Saved data entries –
===============

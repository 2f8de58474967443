//! Path pattern parsing.
//!
//! A pattern is split on `/` into segments. A segment written as `{name}` is
//! a named parameter that matches exactly one request segment; every other
//! segment must match literally.

use crate::RouteError;

/// One segment of a parsed path pattern.
#[derive(Debug, Clone, PartialEq, Eq, Hash)]
pub enum Segment {
    /// Literal segment (e.g., "users", "v1")
    Static(String),
    /// Named parameter (e.g., "{id}")
    Param(String),
}

impl Segment {
    /// Returns true if this segment is a parameter.
    #[must_use]
    pub const fn is_param(&self) -> bool {
        matches!(self, Self::Param(_))
    }
}

/// A parsed path pattern such as `/users/{id}/posts`.
///
/// # Example
///
/// ```rust
/// use ruo_router::PathPattern;
///
/// let pattern = PathPattern::parse("/users/{id}").unwrap();
/// assert_eq!(pattern.param_count(), 1);
/// assert_eq!(pattern.param_names().collect::<Vec<_>>(), vec!["id"]);
/// ```
#[derive(Debug, Clone, PartialEq, Eq)]
pub struct PathPattern {
    raw: String,
    segments: Vec<Segment>,
}

impl PathPattern {
    /// Parses a path template.
    ///
    /// # Errors
    ///
    /// Returns [`RouteError::InvalidPattern`] if the template does not start
    /// with `/`, contains an empty or unbalanced parameter, or repeats a
    /// parameter name.
    pub fn parse(raw: &str) -> Result<Self, RouteError> {
        if !raw.starts_with('/') {
            return Err(RouteError::invalid(raw, "pattern must start with '/'"));
        }

        let mut segments = Vec::new();
        for part in raw.split('/').filter(|s| !s.is_empty()) {
            if let Some(inner) = part.strip_prefix('{') {
                let name = inner.strip_suffix('}').ok_or_else(|| {
                    RouteError::invalid(raw, format!("unbalanced parameter '{part}'"))
                })?;
                if name.is_empty() || name.contains(['{', '}']) {
                    return Err(RouteError::invalid(raw, format!("malformed parameter '{part}'")));
                }
                if segments
                    .iter()
                    .any(|s| matches!(s, Segment::Param(existing) if existing == name))
                {
                    return Err(RouteError::invalid(raw, format!("duplicate parameter '{name}'")));
                }
                segments.push(Segment::Param(name.to_string()));
            } else if part.contains(['{', '}']) {
                return Err(RouteError::invalid(
                    raw,
                    format!("parameter must span a whole segment: '{part}'"),
                ));
            } else {
                segments.push(Segment::Static(part.to_string()));
            }
        }

        Ok(Self {
            raw: raw.to_string(),
            segments,
        })
    }

    /// Returns the template as written.
    #[must_use]
    pub fn as_str(&self) -> &str {
        &self.raw
    }

    /// Returns the parsed segments.
    #[must_use]
    pub fn segments(&self) -> &[Segment] {
        &self.segments
    }

    /// Returns the number of parameter segments.
    ///
    /// Fewer parameters means a more specific pattern.
    #[must_use]
    pub fn param_count(&self) -> usize {
        self.segments.iter().filter(|s| s.is_param()).count()
    }

    /// Returns parameter names in positional order.
    pub fn param_names(&self) -> impl Iterator<Item = &str> {
        self.segments.iter().filter_map(|s| match s {
            Segment::Param(name) => Some(name.as_str()),
            Segment::Static(_) => None,
        })
    }

    /// Returns true if some concrete path is matched by both patterns.
    ///
    /// Two patterns overlap when they have the same number of segments and
    /// every position is either the same literal or a parameter on at least
    /// one side.
    #[must_use]
    pub fn overlaps(&self, other: &Self) -> bool {
        self.segments.len() == other.segments.len()
            && self
                .segments
                .iter()
                .zip(&other.segments)
                .all(|pair| match pair {
                    (Segment::Static(a), Segment::Static(b)) => a == b,
                    _ => true,
                })
    }
}

impl std::fmt::Display for PathPattern {
    fn fmt(&self, f: &mut std::fmt::Formatter<'_>) -> std::fmt::Result {
        f.write_str(&self.raw)
    }
}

===============

Among the records above, which lines hold the word "same"? Copy each one.

    /// Two patterns overlap when they have the same number of segments and
    /// every position is either the same literal or a parameter on at least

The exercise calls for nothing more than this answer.